EXERCISE OBJECTIVE: Transcribe exactly the portion of the listing below that runs from the line containing "impl From<&str> for" through its last line.
***** INPUT MATERIAL
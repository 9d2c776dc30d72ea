//! Newtype IDs for type-safe entity references.
//!
//! Use the `define_id!` macro to create type-safe ID wrappers that prevent
//! accidentally mixing IDs from different entity types.

/// Macro to define a type-safe string ID wrapper.
///
/// Creates a newtype wrapper around `String` with:
/// - `Serialize`/`Deserialize` with `#[serde(transparent)]`
/// - `Debug`, `Clone`, `PartialEq`, `Eq`, `Hash`
/// - Conversion methods: `new()`, `as_str()`, `into_inner()`
/// - `From<String>`, `From<&str>` and `Display` implementations
///
/// # Example
///
/// ```rust
/// # use parcel_desk_core::define_id;
/// define_id!(ShipmentId);
/// define_id!(ParcelId);
///
/// let shipment = ShipmentId::new("SHP-1");
/// let parcel = ParcelId::new("SHP-1");
///
/// // These are different types, so this won't compile:
/// // let _: ShipmentId = parcel;
/// assert_eq!(shipment.as_str(), parcel.as_str());
/// ```
#[macro_export]
macro_rules! define_id {
    ($name:ident) => {
        #[derive(
            Debug,
            Clone,
            PartialEq,
            Eq,
            Hash,
            ::serde::Serialize,
            ::serde::Deserialize
        )]
        #[serde(transparent)]
        pub struct $name(String);

        impl $name {
            /// Create a new ID from any string-like value.
            #[must_use]
            pub fn new(id: impl Into<String>) -> Self {
                Self(id.into())
            }

            /// Get the underlying string.
            #[must_use]
            pub fn as_str(&self) -> &str {
                &self.0
            }

            /// Consume the ID and return the inner string.
            #[must_use]
            pub fn into_inner(self) -> String {
                self.0
            }
        }

        impl ::core::fmt::Display for $name {
            fn fmt(&self, f: &mut ::core::fmt::Formatter<'_>) -> ::core::fmt::Result {
                write!(f, "{}", self.0)
            }
        }

        impl From<String> for $name {
            fn from(id: String) -> Self {
                Self(id)
            }
        }

        impl From<&str> for $name {
            fn from(id: &str) -> Self {
                Self(id.to_owned())
            }
        }

        impl AsRef<str> for $name {
            fn as_ref(&self) -> &str {
                &self.0
            }
        }
    };
}

// Define standard entity IDs
define_id!(CustomerId);
define_id!(ReturnId);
**********
TASK SOLUTION:
        impl From<&str> for $name {
            fn from(id: &str) -> Self {
                Self(id.to_owned())
            }
        }

        impl AsRef<str> for $name {
            fn as_ref(&self) -> &str {
                &self.0
            }
        }
    };
}

// Define standard entity IDs
define_id!(CustomerId);
define_id!(ReturnId);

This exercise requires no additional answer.